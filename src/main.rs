use anyhow::{Context, Result};
use brick_runtime::bricks::builtin::builtin_registry;
use brick_runtime::bricks::describe;
use brick_runtime::cli::commands::{BricksCommand, RunCommand, StateCommand, ValidateCommand};
use brick_runtime::cli::output::*;
use brick_runtime::cli::{Cli, Command};
use brick_runtime::core::config::PipelineDocument;
use brick_runtime::core::state::ExecutionStatus;
use brick_runtime::core::RegistryId;
use brick_runtime::execution::ExecutionEngine;
use brick_runtime::persistence::{InMemoryStateStore, ModComponentRef, ModStateStore};
use brick_runtime::platform::{HeadlessPlatform, Platform, TerminalPlatform};
use std::path::Path;
use std::sync::Arc;
use tracing::{error, Level};
use tracing_subscriber::FmtSubscriber;

#[tokio::main]
async fn main() -> Result<()> {
    let cli = Cli::from_args();

    // Initialize logging
    let log_level = if cli.verbose { Level::DEBUG } else { Level::INFO };
    let subscriber = FmtSubscriber::builder()
        .with_max_level(log_level)
        .with_writer(std::io::stderr)
        .finish();
    tracing::subscriber::set_global_default(subscriber)
        .context("Failed to set logging subscriber")?;

    // Execute command
    match &cli.command {
        Command::Run(cmd) => run_pipeline(cmd).await?,
        Command::Validate(cmd) => validate_pipeline(cmd).await?,
        Command::Bricks(cmd) => list_bricks(cmd)?,
        Command::State(cmd) => show_state(cmd).await?,
    }

    Ok(())
}

#[cfg(feature = "sqlite")]
async fn open_state_store(path: Option<&Path>) -> Result<Arc<dyn ModStateStore>> {
    use brick_runtime::persistence::SqliteStateStore;

    let store = match path {
        Some(path) => SqliteStateStore::new(path).await?,
        None => SqliteStateStore::with_default_path().await?,
    };
    Ok(Arc::new(store))
}

#[cfg(not(feature = "sqlite"))]
async fn open_state_store(_path: Option<&Path>) -> Result<Arc<dyn ModStateStore>> {
    Ok(Arc::new(InMemoryStateStore::new()))
}

async fn run_pipeline(cmd: &RunCommand) -> Result<()> {
    // Load pipeline document
    let mut document = PipelineDocument::from_file(&cmd.file).context("Failed to load pipeline")?;
    if let Some(version) = cmd.api_version {
        document.api_version = version;
    }

    if !cmd.json {
        println!(
            "{} Loaded pipeline: {} ({})",
            INFO,
            style(&document.name).bold(),
            style(document.api_version).dim()
        );
        for (key, value) in &cmd.input {
            println!("{} Input override: {} = {}", INFO, style(key).cyan(), style(value).dim());
        }
    }

    // Set up persistence
    let store: Arc<dyn ModStateStore> = if cmd.no_state {
        Arc::new(InMemoryStateStore::new())
    } else {
        open_state_store(cmd.state_db.as_deref()).await?
    };

    let platform: Arc<dyn Platform> = if cmd.headless {
        Arc::new(HeadlessPlatform::new())
    } else {
        Arc::new(TerminalPlatform)
    };

    let engine = ExecutionEngine::new(Arc::new(builtin_registry()))
        .with_platform(platform)
        .with_state_store(store);

    // Console progress
    if !cmd.json {
        engine.add_event_handler(|event| {
            if let Some(line) = format_execution_event(event) {
                println!("{}", line);
            }
        });
    }

    let options = engine.run_options().with_headless(cmd.headless);
    let report = engine.run_document(&document, &cmd.input, options).await;

    if cmd.trace && !cmd.json {
        println!("\n{}", style("Trace:").bold());
        for entry in &report.trace {
            println!("{}", format_trace_entry(entry));
        }
    }

    match &report.result {
        Ok(value) if cmd.json => println!("{}", serde_json::to_string(value)?),
        Ok(value) => {
            println!("\n{}", format_value(value, 40));
            println!(
                "\n{} {} completed {}",
                CHECK,
                style(&document.name).bold(),
                style("successfully").green()
            );
        }
        Err(e) if report.state.status == ExecutionStatus::Interrupted => {
            println!("\n{} {} ended early: {}", WARN, style(&document.name).bold(), e);
        }
        Err(e) => {
            println!("\n{} {} {}", CROSS, style(&document.name).bold(), style("failed").red());
            error!("{}", e.user_message());
            std::process::exit(1);
        }
    }

    Ok(())
}

async fn validate_pipeline(cmd: &ValidateCommand) -> Result<()> {
    println!("{} Validating pipeline...", INFO);

    let document = match PipelineDocument::from_file(&cmd.file) {
        Ok(document) => document,
        Err(e) => {
            println!("{} Validation failed:", CROSS);
            println!("  {}", style(format!("{:#}", e)).red());
            std::process::exit(1);
        }
    };

    // Every brick must resolve, at any depth
    let engine = ExecutionEngine::new(Arc::new(builtin_registry()));
    let capabilities = match engine.required_capabilities(&document.steps()).await {
        Ok(capabilities) => capabilities,
        Err(e) => {
            println!("{} Validation failed:", CROSS);
            println!("  {}", style(e).red());
            std::process::exit(1);
        }
    };
    let mut capabilities: Vec<String> = capabilities.iter().map(|c| c.to_string()).collect();
    capabilities.sort();

    println!("{} Pipeline document is valid!", CHECK);
    println!("  Name: {}", style(&document.name).bold());
    println!("  apiVersion: {}", style(document.api_version).cyan());
    println!("  Steps: {}", style(document.pipeline.len()).cyan());
    if !capabilities.is_empty() {
        println!("  Requires: {}", style(capabilities.join(", ")).cyan());
    }

    if cmd.json {
        let json = serde_json::to_string_pretty(&document)?;
        println!("\n{}", json);
    }
    Ok(())
}

fn list_bricks(cmd: &BricksCommand) -> Result<()> {
    let registry = builtin_registry();
    let typed = registry.all_typed();

    if cmd.json {
        let listing: Vec<_> = registry
            .ids()
            .iter()
            .filter_map(|id| typed.get(id))
            .map(|entry| describe(entry.brick.as_ref()))
            .collect();
        println!("{}", serde_json::to_string_pretty(&listing)?);
        return Ok(());
    }

    println!("{} Built-in bricks:", INFO);
    for id in registry.ids() {
        if let Some(entry) = typed.get(&id) {
            println!(
                "  {} {} {}",
                style(format!("{:<32}", id.as_str())).bold(),
                style(format!("{:<12}", entry.kind.to_string())).cyan(),
                style(entry.brick.name()).dim()
            );
        }
    }
    Ok(())
}

#[cfg(feature = "sqlite")]
async fn list_state_keys(cmd: &StateCommand) -> Result<()> {
    use brick_runtime::persistence::SqliteStateStore;

    let store = match cmd.state_db.as_deref() {
        Some(path) => SqliteStateStore::new(path).await?,
        None => SqliteStateStore::with_default_path().await?,
    };
    let keys = store.keys().await?;
    if keys.is_empty() {
        println!("{} No state stored", INFO);
    }
    for key in keys {
        println!("  {}", style(key).bold());
    }
    Ok(())
}

#[cfg(not(feature = "sqlite"))]
async fn list_state_keys(_cmd: &StateCommand) -> Result<()> {
    anyhow::bail!("Listing state keys requires the sqlite feature")
}

async fn show_state(cmd: &StateCommand) -> Result<()> {
    if cmd.keys {
        return list_state_keys(cmd).await;
    }

    let store = open_state_store(cmd.state_db.as_deref()).await?;
    let mod_id = cmd
        .mod_id
        .as_deref()
        .map(RegistryId::parse)
        .transpose()
        .context("Invalid mod id")?;
    let component = ModComponentRef::new(mod_id);
    let state = store.get_state(cmd.namespace, &component).await?;

    println!("{} {} state:", INFO, style(cmd.namespace).bold());
    println!("{}", format_value(&state, 200));
    Ok(())
}
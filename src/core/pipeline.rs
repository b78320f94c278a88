//! Pipeline model: an ordered list of steps

use crate::core::step::{is_valid_output_key, BrickConfig};
use crate::errors::{PipelineConfigurationError, PipelineError};
use serde::{Deserialize, Serialize};
use std::collections::HashSet;
use uuid::Uuid;

/// Ordered sequence of steps
pub type Pipeline = Vec<BrickConfig>;

/// Either a single step or an ordered list of steps
#[derive(Debug, Clone, PartialEq, Serialize, Deserialize)]
#[serde(untagged)]
pub enum PipelineInput {
    Many(Vec<BrickConfig>),
    Single(Box<BrickConfig>),
}

impl PipelineInput {
    /// Normalize to an ordered step list
    pub fn into_steps(self) -> Vec<BrickConfig> {
        match self {
            PipelineInput::Many(steps) => steps,
            PipelineInput::Single(step) => vec![*step],
        }
    }

    pub fn len(&self) -> usize {
        match self {
            PipelineInput::Many(steps) => steps.len(),
            PipelineInput::Single(_) => 1,
        }
    }

    pub fn is_empty(&self) -> bool {
        self.len() == 0
    }
}

impl From<BrickConfig> for PipelineInput {
    fn from(step: BrickConfig) -> Self {
        PipelineInput::Single(Box::new(step))
    }
}

impl From<Vec<BrickConfig>> for PipelineInput {
    fn from(steps: Vec<BrickConfig>) -> Self {
        PipelineInput::Many(steps)
    }
}

impl From<&[BrickConfig]> for PipelineInput {
    fn from(steps: &[BrickConfig]) -> Self {
        PipelineInput::Many(steps.to_vec())
    }
}

/// Statically check a pipeline, including nested pipelines
///
/// Checks output keys are usable variable names and that instance ids are
/// unique across the whole tree.
pub fn validate_pipeline(steps: &[BrickConfig]) -> Result<(), PipelineError> {
    let mut seen = HashSet::new();
    validate_steps(steps, &mut seen)
}

fn validate_steps(steps: &[BrickConfig], seen: &mut HashSet<Uuid>) -> Result<(), PipelineError> {
    for step in steps {
        if let Some(key) = &step.output_key {
            if !is_valid_output_key(key) {
                return Err(PipelineConfigurationError::with_config(
                    format!("Invalid output key '{}' for brick {}", key, step.id),
                    serde_json::to_value(step).unwrap_or_default(),
                )
                .into());
            }
        }

        if let Some(instance_id) = step.instance_id {
            if !seen.insert(instance_id) {
                return Err(PipelineConfigurationError::new(format!(
                    "Duplicate instance id: {}",
                    instance_id
                ))
                .into());
            }
        }

        for (_, nested) in step.nested_pipelines() {
            validate_steps(&nested, seen)?;
        }
    }

    Ok(())
}

/// Assign fresh instance ids to every step that lacks one, recursively
pub fn with_instance_ids(steps: Vec<BrickConfig>) -> Vec<BrickConfig> {
    steps
        .into_iter()
        .map(|mut step| {
            if step.instance_id.is_none() {
                step.instance_id = Some(Uuid::new_v4());
            }
            let nested = step
                .nested_pipelines()
                .into_iter()
                .map(|(key, pipeline)| (key.to_string(), pipeline))
                .collect::<Vec<_>>();
            for (key, pipeline) in nested {
                let assigned = with_instance_ids(pipeline);
                step.config.insert(
                    key,
                    crate::core::expression::Expression::pipeline(assigned).to_value(),
                );
            }
            step
        })
        .collect()
}
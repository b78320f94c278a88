//! Pass-through and logging bricks

use crate::bricks::{Brick, BrickArgs, BrickKind, BrickOptions};
use crate::core::registry_id::RegistryId;
use crate::errors::PipelineError;
use serde_json::{json, Value};

/// Returns its arguments unchanged
pub struct IdentityBrick {
    id: RegistryId,
    schema: Value,
}

impl IdentityBrick {
    pub const ID: &'static str = "@pixiebrix/identity";

    pub fn new() -> Self {
        Self {
            id: RegistryId::builtin(Self::ID),
            schema: json!({"type": "object", "additionalProperties": true}),
        }
    }
}

impl Default for IdentityBrick {
    fn default() -> Self {
        Self::new()
    }
}

#[async_trait::async_trait]
impl Brick for IdentityBrick {
    fn id(&self) -> &RegistryId {
        &self.id
    }

    fn name(&self) -> &str {
        "Identity Function"
    }

    fn description(&self) -> &str {
        "Returns its arguments unchanged"
    }

    fn kind(&self) -> BrickKind {
        BrickKind::Transformer
    }

    fn input_schema(&self) -> &Value {
        &self.schema
    }

    async fn execute(&self, args: BrickArgs, _options: BrickOptions) -> Result<Value, PipelineError> {
        Ok(args.into_value())
    }
}

/// Writes a message to the run log
pub struct LogBrick {
    id: RegistryId,
    schema: Value,
}

impl LogBrick {
    pub const ID: &'static str = "@pixiebrix/browser/log";

    pub fn new() -> Self {
        Self {
            id: RegistryId::builtin(Self::ID),
            schema: json!({
                "type": "object",
                "properties": {
                    "message": {"type": ["string", "number", "boolean", "object", "array", "null"]},
                    "level": {"type": "string", "enum": ["debug", "info", "warn", "error"]}
                },
                "required": ["message"]
            }),
        }
    }
}

impl Default for LogBrick {
    fn default() -> Self {
        Self::new()
    }
}

#[async_trait::async_trait]
impl Brick for LogBrick {
    fn id(&self) -> &RegistryId {
        &self.id
    }

    fn name(&self) -> &str {
        "Log To Console"
    }

    fn kind(&self) -> BrickKind {
        BrickKind::Effect
    }

    fn input_schema(&self) -> &Value {
        &self.schema
    }

    async fn execute(&self, args: BrickArgs, options: BrickOptions) -> Result<Value, PipelineError> {
        let message = match args.get("message") {
            Some(Value::String(s)) => s.clone(),
            Some(other) => other.to_string(),
            None => String::new(),
        };

        match args.get_str("level").unwrap_or("info") {
            "debug" => options.logger.debug(&message),
            "warn" => options.logger.warn(&message),
            "error" => options.logger.error(&message),
            _ => options.logger.info(&message),
        }

        Ok(Value::Null)
    }
}
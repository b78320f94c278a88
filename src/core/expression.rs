//! Typed expression nodes embedded in brick configs

use crate::core::step::BrickConfig;
use crate::errors::{PipelineConfigurationError, PipelineError};
use serde::{Deserialize, Serialize};
use serde_json::Value;

pub const TYPE_KEY: &str = "__type__";
pub const VALUE_KEY: &str = "__value__";

/// A tagged expression, serialized as `{ "__type__": ..., "__value__": ... }`
///
/// The payload shape is fixed by the variant, so a template string can never
/// be read out of a pipeline expression (and vice versa).
#[derive(Debug, Clone, PartialEq, Serialize, Deserialize)]
#[serde(tag = "__type__", content = "__value__", rename_all = "lowercase")]
pub enum Expression {
    /// Dotted-path variable reference, e.g. `@input.user.name`
    Var(String),
    /// Mustache template
    Mustache(String),
    /// Nunjucks template
    Nunjucks(String),
    /// Nested pipeline, passed through to the brick that runs it
    Pipeline(Vec<BrickConfig>),
}

/// Template engines a string expression can be rendered with
#[derive(Debug, Clone, Copy, PartialEq, Eq)]
pub enum TemplateEngine {
    Var,
    Mustache,
    Nunjucks,
}

impl Expression {
    pub fn var(path: impl Into<String>) -> Self {
        Expression::Var(path.into())
    }

    pub fn mustache(template: impl Into<String>) -> Self {
        Expression::Mustache(template.into())
    }

    pub fn nunjucks(template: impl Into<String>) -> Self {
        Expression::Nunjucks(template.into())
    }

    pub fn pipeline(steps: Vec<BrickConfig>) -> Self {
        Expression::Pipeline(steps)
    }

    /// Tag name as it appears in `__type__`
    pub fn type_name(&self) -> &'static str {
        match self {
            Expression::Var(_) => "var",
            Expression::Mustache(_) => "mustache",
            Expression::Nunjucks(_) => "nunjucks",
            Expression::Pipeline(_) => "pipeline",
        }
    }

    /// Engine and source for the string-valued variants
    pub fn template(&self) -> Option<(TemplateEngine, &str)> {
        match self {
            Expression::Var(path) => Some((TemplateEngine::Var, path.as_str())),
            Expression::Mustache(source) => Some((TemplateEngine::Mustache, source.as_str())),
            Expression::Nunjucks(source) => Some((TemplateEngine::Nunjucks, source.as_str())),
            Expression::Pipeline(_) => None,
        }
    }

    pub fn as_pipeline(&self) -> Option<&[BrickConfig]> {
        match self {
            Expression::Pipeline(steps) => Some(steps),
            _ => None,
        }
    }

    /// Interpret a JSON value as an expression
    ///
    /// Returns `Ok(None)` for values that are not tagged expressions. A value
    /// carrying a known tag but a malformed payload is a configuration error.
    pub fn from_value(value: &Value) -> Result<Option<Self>, PipelineError> {
        if !is_expression(value) {
            return Ok(None);
        }

        serde_json::from_value(value.clone()).map(Some).map_err(|e| {
            PipelineConfigurationError::with_config(
                format!("Malformed expression: {}", e),
                value.clone(),
            )
            .into()
        })
    }

    pub fn to_value(&self) -> Value {
        serde_json::to_value(self).unwrap_or(Value::Null)
    }
}

/// Check whether a value is shaped like a tagged expression
pub fn is_expression(value: &Value) -> bool {
    let Some(object) = value.as_object() else {
        return false;
    };

    let known_tag = matches!(
        object.get(TYPE_KEY).and_then(Value::as_str),
        Some("var" | "mustache" | "nunjucks" | "pipeline")
    );

    known_tag && object.contains_key(VALUE_KEY)
}

/// Check whether a value is a tagged pipeline expression
pub fn is_pipeline_expression(value: &Value) -> bool {
    is_expression(value) && value.get(TYPE_KEY).and_then(Value::as_str) == Some("pipeline")
}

-- -- --

> About this task
Write out exactly the lines that fall from the line with "if let Some(version)" to the line with "for (key, value)" in the records above, keeping both ends.

> Your solution
    if let Some(version) = cmd.api_version {
        document.api_version = version;
    }

    if !cmd.json {
        println!(
            "{} Loaded pipeline: {} ({})",
            INFO,
            style(&document.name).bold(),
            style(document.api_version).dim()
        );
        for (key, value) in &cmd.input {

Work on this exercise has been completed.